What does the British Social Attitudes survey really say about Anglican decline?

So, it's all up with the poor old Church of England.

That's the take-away from the latest British Social Attitudes survey that points to its 'unrelenting decline', anyway. It's even worse in the Church of Scotland.

The number of Brits who self-identify as Anglicans has halved in the last 15 years, and our national church now claims the allegiance of only 14 per cent of us. Among young adults, it's only two per cent. At current rates of decline, etc, etc.

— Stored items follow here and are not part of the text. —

//! Sound option records and state snapshots.
//!
//! Options structs replace positional optional arguments: every field is
//! optional and falls back to the manager's `SoundDefaults`.

use serde::{Deserialize, Serialize};

use crate::error::{Error, Result};

pub const MIN_VOLUME: i32 = 0;
pub const MAX_VOLUME: i32 = 100;
pub const MIN_PAN: i32 = -100;
pub const MAX_PAN: i32 = 100;

pub fn clamp_volume(volume: i32) -> u8 {
    volume.clamp(MIN_VOLUME, MAX_VOLUME) as u8
}

pub fn clamp_pan(pan: i32) -> i8 {
    pan.clamp(MIN_PAN, MAX_PAN) as i8
}

/// Playback status. Paused is a flag on top of `Playing`.
#[derive(Debug, Clone, Copy, PartialEq, Eq, Serialize, Deserialize, Default)]
#[serde(rename_all = "lowercase")]
pub enum PlayState {
    #[default]
    Stopped,
    Playing,
}

impl std::fmt::Display for PlayState {
    fn fmt(&self, f: &mut std::fmt::Formatter<'_>) -> std::fmt::Result {
        match self {
            PlayState::Stopped => f.write_str("stopped"),
            PlayState::Playing => f.write_str("playing"),
        }
    }
}

/// Backend resource status of a sound.
#[derive(Debug, Clone, Copy, PartialEq, Eq, Serialize, Deserialize, Default)]
#[serde(rename_all = "lowercase")]
pub enum LoadState {
    #[default]
    Unloaded,
    Loading,
    Loaded,
    Failed,
}

/// Creation parameters for a sound.
#[derive(Debug, Clone, Default, PartialEq, Eq, Serialize, Deserialize)]
pub struct SoundOptions {
    pub id: String,
    #[serde(default)]
    pub url: Option<String>,
    #[serde(default)]
    pub volume: Option<i32>,
    #[serde(default)]
    pub pan: Option<i32>,
    #[serde(default)]
    pub autoplay: Option<bool>,
    #[serde(default)]
    pub auto_load: Option<bool>,
    #[serde(default)]
    pub loops: Option<u32>,
}

impl SoundOptions {
    pub fn new(id: impl Into<String>, url: impl Into<String>) -> Self {
        Self {
            id: id.into(),
            url: Some(url.into()),
            ..Self::default()
        }
    }

    pub fn volume(mut self, volume: i32) -> Self {
        self.volume = Some(volume);
        self
    }

    pub fn pan(mut self, pan: i32) -> Self {
        self.pan = Some(pan);
        self
    }

    pub fn autoplay(mut self, on: bool) -> Self {
        self.autoplay = Some(on);
        self
    }

    pub fn auto_load(mut self, on: bool) -> Self {
        self.auto_load = Some(on);
        self
    }

    pub fn loops(mut self, loops: u32) -> Self {
        self.loops = Some(loops);
        self
    }

    /// Synchronous checks done before a sound is registered.
    pub fn validate(&self) -> Result<()> {
        if self.id.trim().is_empty() {
            return Err(Error::InvalidOptions("sound id must not be empty".into()));
        }
        if matches!(self.url.as_deref(), Some(u) if u.trim().is_empty()) {
            return Err(Error::InvalidOptions(format!("sound {}: url is empty", self.id)));
        }
        if self.loops == Some(0) {
            return Err(Error::InvalidOptions(format!("sound {}: loops must be at least 1", self.id)));
        }
        Ok(())
    }
}

/// Options for a single `play` call.
#[derive(Debug, Clone, Default, PartialEq, Eq, Serialize, Deserialize)]
#[serde(default)]
pub struct PlayOptions {
    /// Start position. Defaults to the current position of a stopped sound.
    pub from: Option<u64>,
    /// Finish when the position reaches this value.
    pub to: Option<u64>,
    pub loops: Option<u32>,
    pub volume: Option<i32>,
    pub pan: Option<i32>,
    /// Resume a paused sound instead of restarting it.
    pub resume: bool,
}

impl PlayOptions {
    pub fn from_ms(mut self, ms: u64) -> Self {
        self.from = Some(ms);
        self
    }

    pub fn to_ms(mut self, ms: u64) -> Self {
        self.to = Some(ms);
        self
    }

    pub fn loops(mut self, loops: u32) -> Self {
        self.loops = Some(loops);
        self
    }

    pub fn resume(mut self) -> Self {
        self.resume = true;
        self
    }
}

/// Options for `load`.
#[derive(Debug, Clone, Default, PartialEq, Eq, Serialize, Deserialize)]
#[serde(default)]
pub struct LoadOptions {
    /// New source. `None` reuses the sound's current url.
    pub url: Option<String>,
    pub autoplay: bool,
}

impl LoadOptions {
    pub fn url(url: impl Into<String>) -> Self {
        Self {
            url: Some(url.into()),
            autoplay: false,
        }
    }

    pub fn autoplay(mut self) -> Self {
        self.autoplay = true;
        self
    }
}

/// Read-only view of a sound, handed to callbacks and serialized over FFI.
#[derive(Debug, Clone, PartialEq, Eq, Serialize, Deserialize)]
pub struct SoundInfo {
    pub id: String,
    pub url: Option<String>,
    pub play_state: PlayState,
    pub paused: bool,
    pub load_state: LoadState,
    pub position_ms: u64,
    pub duration_ms: Option<u64>,
    pub volume: u8,
    pub pan: i8,
    pub muted: bool,
    pub loops_remaining: u32,
}

#[cfg(test)]
mod tests {
    use super::*;

    #[test]
    fn clamps_volume_and_pan() {
        assert_eq!(clamp_volume(-20), 0);
        assert_eq!(clamp_volume(55), 55);
        assert_eq!(clamp_volume(250), 100);
        assert_eq!(clamp_pan(-300), -100);
        assert_eq!(clamp_pan(300), 100);
        assert_eq!(clamp_pan(-7), -7);
    }

    #[test]
    fn validate_rejects_empty_id_and_url() {
        assert!(SoundOptions::new("a", "x.mp3").validate().is_ok());
        assert!(matches!(
            SoundOptions::new("  ", "x.mp3").validate(),
            Err(Error::InvalidOptions(_))
        ));
        assert!(matches!(
            SoundOptions::new("a", "").validate(),
            Err(Error::InvalidOptions(_))
        ));
        assert!(matches!(
            SoundOptions::new("a", "x.mp3").loops(0).validate(),
            Err(Error::InvalidOptions(_))
        ));
    }

    #[test]
    fn sound_options_from_json_defaults_missing_fields() {
        let opts: SoundOptions =
            serde_json::from_value(serde_json::json!({"id": "a", "url": "x.mp3", "volume": 50}))
                .unwrap();
        assert_eq!(opts.volume, Some(50));
        assert_eq!(opts.autoplay, None);
        assert_eq!(opts.pan, None);
    }
}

Are the lights going out for the Church of England? Pixabay

However, it's quite important to be clear about what these figures actually tell us, and it may be that they don't tell us very much. They are not evidence of someone's religious practice; they are an untestable statement of affiliation. (Ask me if I play the guitar and I'll say 'yes', though I haven't picked it up all year.) There is a question about how often people go to church, but the BSA doesn't actually count them. In fact in 2017 it was reported that the number of Anglican worshippers – though it had declined dramatically overall since 1983 – had actually risen 'gently' during the last three years.

What the survey does tell us is that when it comes to box-ticking, people are far less likely to tick the one that says 'CofE' – for so long the default position for much of the country. 'When I mention religion, I mean the Christian religion; and not only the Christian religion, but the Protestant religion; and not only the Protestant religion, but the Church of England,' says the combative Parson Thwackum in Tom Jones (1749). It took a long time for that to change, but the change has come. Partly it's from being exposed to so many more spiritual options thanks to multi-culturalism and to the internet, home of the weird and wonderful. Partly it's from the New Atheist assault that for a while made it uncool to believe anything.

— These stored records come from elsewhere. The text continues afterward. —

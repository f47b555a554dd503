//! Per-sound state and lifecycle.
//!
//! A `SoundHandle` owns exactly one backend adapter. User-facing state
//! (play state, volume, pan, mute, position) lives here and is always
//! updated synchronously; backend commands are applied immediately once the
//! source is loaded and queued in order before that.

pub mod watch;

use std::collections::VecDeque;
use std::sync::atomic::{AtomicU64, Ordering};
use std::sync::Arc;

use crate::backend::{BackendAdapter, EventQueue, LoadRequest, SoundSignal, SoundSink, UpdateMode};
use crate::clock::Clock;
use crate::config::SoundDefaults;
use crate::error::{log_err, Error, Result};
use crate::models::{
    clamp_pan, clamp_volume, LoadOptions, LoadState, PlayOptions, PlayState, SoundInfo,
    SoundOptions,
};

pub use watch::{PositionWatchRegistry, WatchCallback, WatchId};

/// Lifecycle notification delivered to `on_event` listeners.
#[derive(Debug, Clone, PartialEq, Eq)]
pub enum SoundEvent {
    Loaded,
    LoadFailed(Error),
    Play,
    Pause,
    Resume,
    Stop,
    Finish,
    Position(u64),
    Error(String),
}

pub type EventListener = Box<dyn FnMut(&SoundInfo, &SoundEvent)>;

/// Manager-wide settings every handle needs.
#[derive(Clone)]
pub(crate) struct SoundContext {
    pub queue: EventQueue,
    /// Source of load tokens, shared by all sounds of one manager.
    pub tokens: Arc<AtomicU64>,
    pub clock: Arc<dyn Clock>,
    pub load_timeout_ms: Option<u64>,
    pub poll_interval_ms: u64,
    pub update_mode: UpdateMode,
    pub debug: bool,
    pub trace_positions: bool,
}

impl SoundContext {
    fn next_token(&self) -> u64 {
        self.tokens.fetch_add(1, Ordering::SeqCst) + 1
    }
}

#[derive(Debug, Clone, Copy, PartialEq, Eq)]
enum BackendCommand {
    Play,
    Stop,
    Pause,
    Resume,
    Seek(u64),
    SetVolume(u8),
    SetPan(i8),
    SetMute(bool),
}

pub struct SoundHandle {
    id: String,
    url: Option<String>,
    play_state: PlayState,
    paused: bool,
    load_state: LoadState,
    volume: u8,
    pan: i8,
    muted: bool,
    position_ms: u64,
    duration_ms: Option<u64>,
    loops: u32,
    loops_remaining: u32,
    stop_at: Option<u64>,
    adapter: Box<dyn BackendAdapter>,
    ctx: SoundContext,
    token: u64,
    load_deadline: Option<u64>,
    pending: VecDeque<BackendCommand>,
    watches: PositionWatchRegistry,
    listeners: Vec<EventListener>,
    /// Last position watches were evaluated up to.
    watch_floor: Option<u64>,
    last_poll_ms: Option<u64>,
    destroyed: bool,
}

Partly, too, it's because people have less need of the church for their social networks and as a community resource – even as somewhere to get married – so the points of contact between them are fewer. Church, and clergy, have become alien rather than normal.

Another contributing factor to this is the heightened religious temperature of our day. Religion seems to matter more than it did. Tim Farron is hounded out of office because of his religious beliefs. Boris Johnson jokes about burkas and faces calls for his resignation. If you are not particularly religious and have just never really thought about it all, ticking that 'CofE' box starts to look like less like clicking 'I agree' to a website cookie request and more like picking a side in an existential struggle.

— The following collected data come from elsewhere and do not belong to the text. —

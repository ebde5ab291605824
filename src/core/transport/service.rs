//! Transport service - starts the configured transport.

use tracing::info;

use super::{TransportConfig, TransportResult};
use crate::core::McpServer;

#[cfg(feature = "stdio")]
use super::stdio::StdioTransport;

#[cfg(feature = "tcp")]
use super::tcp::TcpTransport;

#[cfg(feature = "http")]
use super::http::HttpTransport;

/// Transport service - manages the transport layer for the server.
pub struct TransportService {
    config: TransportConfig,
}

impl TransportService {
    pub fn new(config: TransportConfig) -> Self {
        Self { config }
    }

    /// Create a transport service from environment variables.
    pub fn from_env() -> Self {
        Self::new(TransportConfig::from_env())
    }

    pub fn config(&self) -> &TransportConfig {
        &self.config
    }

    /// Serve `server` on the configured transport.
    ///
    /// Returns when the transport shuts down.
    pub async fn run(self, server: McpServer) -> TransportResult<()> {
        info!("Starting transport: {}", self.config.description());

        match self.config {
            #[cfg(feature = "stdio")]
            TransportConfig::Stdio => StdioTransport::run(server).await,
            #[cfg(feature = "tcp")]
            TransportConfig::Tcp(cfg) => TcpTransport::new(cfg).run(server).await,
            #[cfg(feature = "http")]
            TransportConfig::Http(cfg) => HttpTransport::new(cfg).run(server).await,
        }
    }
}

And, of course, the rise of evangelicalism in the Church is part of this phenomenon too. It's not the old vague, middle-of-the-road, wishy-washy, doctrine-lite thing it used to be: these people mean business, and that too can be off-putting. For evangelicals, it's important to know which side of the saved/unsaved line you stand, in a way that other traditions are not nearly as interested in. Forcing someone to face the question, 'Are you a Christian?' is, more often than not, quite likely to elicit the answer, 'Actually, no' – and that's not necessarily a bad thing.

All in all, then, the BSA survey does not indicate that the curtain is coming down on the CofE any time soon; and there's plenty to be optimistic about, in fact. The number of young people wanting to be priests has soared; it's planning 100 new churches. Most people involved in church life can point to something good happening, even if times are hard in places.

How, these figures do underline something important. The Church is becoming less and less embedded in the public consciousness as representative of their own spiritual identity. It has become strange. It has to decide how much of its strangeness is down to an artifical and fixable alienation from the wider population – those hats bishops wear, for instance – and how much is inseparable from its very nature as the body of Christ, a very strange thing indeed.

Faithful Christianity will never fit comfortably into society. If it seems to, it's because it has gone wrong. 'Woe to you when all speak well of you,' Jesus said (Luke 6:26). There's not much danger of that at the moment, and perhaps the CofE should be thankful.